▸ YOUR GOAL:
Identify and pull out each line of the entries in which "status" occurs.

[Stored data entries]

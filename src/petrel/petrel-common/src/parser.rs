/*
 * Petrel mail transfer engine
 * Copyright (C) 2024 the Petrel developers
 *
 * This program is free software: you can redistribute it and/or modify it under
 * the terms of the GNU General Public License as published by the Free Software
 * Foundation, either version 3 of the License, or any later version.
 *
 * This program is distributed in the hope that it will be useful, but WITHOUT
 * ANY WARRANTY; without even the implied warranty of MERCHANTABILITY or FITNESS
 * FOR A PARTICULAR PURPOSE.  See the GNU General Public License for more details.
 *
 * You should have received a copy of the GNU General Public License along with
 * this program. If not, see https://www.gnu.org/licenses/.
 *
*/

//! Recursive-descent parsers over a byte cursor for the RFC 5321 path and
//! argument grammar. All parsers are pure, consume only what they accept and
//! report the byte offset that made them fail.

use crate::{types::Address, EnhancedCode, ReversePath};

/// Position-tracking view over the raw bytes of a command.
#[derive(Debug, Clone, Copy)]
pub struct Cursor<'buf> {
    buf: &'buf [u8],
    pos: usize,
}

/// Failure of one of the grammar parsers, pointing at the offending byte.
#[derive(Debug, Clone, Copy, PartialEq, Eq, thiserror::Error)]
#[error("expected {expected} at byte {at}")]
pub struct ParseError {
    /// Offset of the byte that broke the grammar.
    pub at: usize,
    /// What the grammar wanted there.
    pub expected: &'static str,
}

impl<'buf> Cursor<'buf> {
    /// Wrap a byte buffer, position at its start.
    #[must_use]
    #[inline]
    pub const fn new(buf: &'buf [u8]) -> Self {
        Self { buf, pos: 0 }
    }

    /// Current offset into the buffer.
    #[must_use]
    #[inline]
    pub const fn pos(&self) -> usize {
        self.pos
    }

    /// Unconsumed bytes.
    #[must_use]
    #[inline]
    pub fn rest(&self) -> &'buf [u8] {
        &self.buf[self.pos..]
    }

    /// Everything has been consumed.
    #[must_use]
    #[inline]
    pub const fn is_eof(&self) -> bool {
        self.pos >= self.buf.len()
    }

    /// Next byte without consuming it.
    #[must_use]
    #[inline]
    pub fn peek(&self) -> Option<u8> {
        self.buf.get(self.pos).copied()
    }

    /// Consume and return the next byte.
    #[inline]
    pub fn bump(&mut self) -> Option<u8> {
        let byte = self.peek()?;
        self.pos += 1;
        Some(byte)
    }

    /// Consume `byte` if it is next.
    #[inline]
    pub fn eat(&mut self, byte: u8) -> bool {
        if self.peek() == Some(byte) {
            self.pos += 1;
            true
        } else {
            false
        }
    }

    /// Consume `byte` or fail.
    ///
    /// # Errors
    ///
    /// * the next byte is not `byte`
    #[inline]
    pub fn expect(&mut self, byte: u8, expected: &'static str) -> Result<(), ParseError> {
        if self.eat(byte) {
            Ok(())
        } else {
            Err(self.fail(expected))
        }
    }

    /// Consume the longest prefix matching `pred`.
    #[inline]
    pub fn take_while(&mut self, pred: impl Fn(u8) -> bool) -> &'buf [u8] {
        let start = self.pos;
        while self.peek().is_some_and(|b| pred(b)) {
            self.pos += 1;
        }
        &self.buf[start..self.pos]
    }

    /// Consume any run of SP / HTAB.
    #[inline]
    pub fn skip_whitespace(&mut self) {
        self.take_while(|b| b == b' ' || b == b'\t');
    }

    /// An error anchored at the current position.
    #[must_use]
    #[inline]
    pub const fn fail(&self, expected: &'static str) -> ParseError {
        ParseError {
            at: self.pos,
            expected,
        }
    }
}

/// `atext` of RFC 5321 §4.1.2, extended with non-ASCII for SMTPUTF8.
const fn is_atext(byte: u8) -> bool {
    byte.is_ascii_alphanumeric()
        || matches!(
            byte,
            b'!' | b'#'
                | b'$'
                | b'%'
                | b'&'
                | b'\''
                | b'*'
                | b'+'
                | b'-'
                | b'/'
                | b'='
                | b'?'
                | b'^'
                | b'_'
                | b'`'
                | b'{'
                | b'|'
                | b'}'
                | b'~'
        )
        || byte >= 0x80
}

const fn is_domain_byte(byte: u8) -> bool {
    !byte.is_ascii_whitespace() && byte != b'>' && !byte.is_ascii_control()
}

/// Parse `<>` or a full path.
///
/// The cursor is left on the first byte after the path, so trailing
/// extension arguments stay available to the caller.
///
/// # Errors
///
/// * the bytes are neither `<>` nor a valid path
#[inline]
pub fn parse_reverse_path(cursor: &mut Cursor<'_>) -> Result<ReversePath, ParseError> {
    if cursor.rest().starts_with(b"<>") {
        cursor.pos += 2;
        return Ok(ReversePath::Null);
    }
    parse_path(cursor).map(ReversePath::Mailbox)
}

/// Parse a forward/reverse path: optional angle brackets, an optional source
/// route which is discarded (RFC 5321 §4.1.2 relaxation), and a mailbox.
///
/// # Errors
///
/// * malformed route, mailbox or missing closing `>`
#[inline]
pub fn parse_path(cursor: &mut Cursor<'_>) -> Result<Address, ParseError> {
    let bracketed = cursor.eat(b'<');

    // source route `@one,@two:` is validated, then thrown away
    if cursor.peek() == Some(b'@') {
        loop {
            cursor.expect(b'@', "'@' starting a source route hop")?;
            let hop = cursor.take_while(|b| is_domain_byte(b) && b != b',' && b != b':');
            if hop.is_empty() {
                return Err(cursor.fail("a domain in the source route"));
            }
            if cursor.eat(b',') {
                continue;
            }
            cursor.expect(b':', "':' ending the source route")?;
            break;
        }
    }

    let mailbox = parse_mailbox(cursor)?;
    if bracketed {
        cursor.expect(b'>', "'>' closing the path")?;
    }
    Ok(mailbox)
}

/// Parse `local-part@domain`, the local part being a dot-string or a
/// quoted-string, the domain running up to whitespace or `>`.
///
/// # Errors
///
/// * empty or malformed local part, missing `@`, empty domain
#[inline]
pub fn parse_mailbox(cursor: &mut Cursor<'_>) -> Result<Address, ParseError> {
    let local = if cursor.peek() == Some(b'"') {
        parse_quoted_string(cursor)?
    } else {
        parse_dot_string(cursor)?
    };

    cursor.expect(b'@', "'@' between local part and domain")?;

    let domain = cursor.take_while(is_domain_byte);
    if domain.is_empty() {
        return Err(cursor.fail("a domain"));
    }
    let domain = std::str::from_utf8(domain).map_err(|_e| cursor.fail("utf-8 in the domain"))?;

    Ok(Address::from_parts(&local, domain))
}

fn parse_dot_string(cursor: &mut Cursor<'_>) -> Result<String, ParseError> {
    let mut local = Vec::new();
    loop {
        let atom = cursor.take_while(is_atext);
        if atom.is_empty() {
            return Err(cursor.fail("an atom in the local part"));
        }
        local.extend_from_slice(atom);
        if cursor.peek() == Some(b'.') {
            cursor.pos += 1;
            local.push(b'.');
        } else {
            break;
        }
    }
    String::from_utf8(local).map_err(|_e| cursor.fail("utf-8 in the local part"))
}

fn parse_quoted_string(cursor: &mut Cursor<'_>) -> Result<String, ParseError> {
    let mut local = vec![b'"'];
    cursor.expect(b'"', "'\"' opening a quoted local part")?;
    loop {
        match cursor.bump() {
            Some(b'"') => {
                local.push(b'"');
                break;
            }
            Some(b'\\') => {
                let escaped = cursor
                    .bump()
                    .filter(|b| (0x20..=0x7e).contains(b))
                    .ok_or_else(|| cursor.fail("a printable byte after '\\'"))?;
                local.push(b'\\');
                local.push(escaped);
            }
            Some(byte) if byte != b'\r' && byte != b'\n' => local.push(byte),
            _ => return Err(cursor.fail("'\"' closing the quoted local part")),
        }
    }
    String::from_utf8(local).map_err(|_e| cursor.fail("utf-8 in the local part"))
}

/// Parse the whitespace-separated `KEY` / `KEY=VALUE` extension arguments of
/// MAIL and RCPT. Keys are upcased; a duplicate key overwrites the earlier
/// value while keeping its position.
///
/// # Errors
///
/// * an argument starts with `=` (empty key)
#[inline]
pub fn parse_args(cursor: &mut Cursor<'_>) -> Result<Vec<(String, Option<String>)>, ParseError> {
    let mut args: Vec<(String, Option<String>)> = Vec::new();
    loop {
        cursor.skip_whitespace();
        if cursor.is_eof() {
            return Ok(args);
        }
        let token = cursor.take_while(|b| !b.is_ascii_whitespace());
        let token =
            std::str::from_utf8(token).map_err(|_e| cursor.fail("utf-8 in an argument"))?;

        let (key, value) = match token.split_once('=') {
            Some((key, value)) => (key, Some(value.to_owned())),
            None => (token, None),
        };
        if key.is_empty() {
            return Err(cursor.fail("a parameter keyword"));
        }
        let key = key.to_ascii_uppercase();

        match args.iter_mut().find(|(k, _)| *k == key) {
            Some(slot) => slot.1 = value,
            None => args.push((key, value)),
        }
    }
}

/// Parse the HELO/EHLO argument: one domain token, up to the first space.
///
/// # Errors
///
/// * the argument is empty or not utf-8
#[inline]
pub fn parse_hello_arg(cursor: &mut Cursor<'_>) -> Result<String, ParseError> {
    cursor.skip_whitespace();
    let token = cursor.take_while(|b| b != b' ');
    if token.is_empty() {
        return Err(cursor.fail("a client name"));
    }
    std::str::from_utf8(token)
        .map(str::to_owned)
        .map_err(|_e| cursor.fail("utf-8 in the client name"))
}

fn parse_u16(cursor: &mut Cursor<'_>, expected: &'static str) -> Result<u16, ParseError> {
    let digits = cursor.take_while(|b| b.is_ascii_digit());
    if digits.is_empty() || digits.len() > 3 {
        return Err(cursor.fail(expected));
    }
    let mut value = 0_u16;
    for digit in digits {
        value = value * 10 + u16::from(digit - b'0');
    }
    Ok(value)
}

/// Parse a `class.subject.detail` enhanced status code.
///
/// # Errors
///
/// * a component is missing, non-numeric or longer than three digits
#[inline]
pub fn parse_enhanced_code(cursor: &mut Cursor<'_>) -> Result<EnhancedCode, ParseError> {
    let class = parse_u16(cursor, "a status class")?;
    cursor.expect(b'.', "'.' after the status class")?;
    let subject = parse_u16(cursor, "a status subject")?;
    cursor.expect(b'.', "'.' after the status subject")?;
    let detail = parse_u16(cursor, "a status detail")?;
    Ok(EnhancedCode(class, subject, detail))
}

▸ OUTPUT OF THE TASK:
/// Parse a `class.subject.detail` enhanced status code.
    let class = parse_u16(cursor, "a status class")?;
    cursor.expect(b'.', "'.' after the status class")?;
    let subject = parse_u16(cursor, "a status subject")?;
    cursor.expect(b'.', "'.' after the status subject")?;
    let detail = parse_u16(cursor, "a status detail")?;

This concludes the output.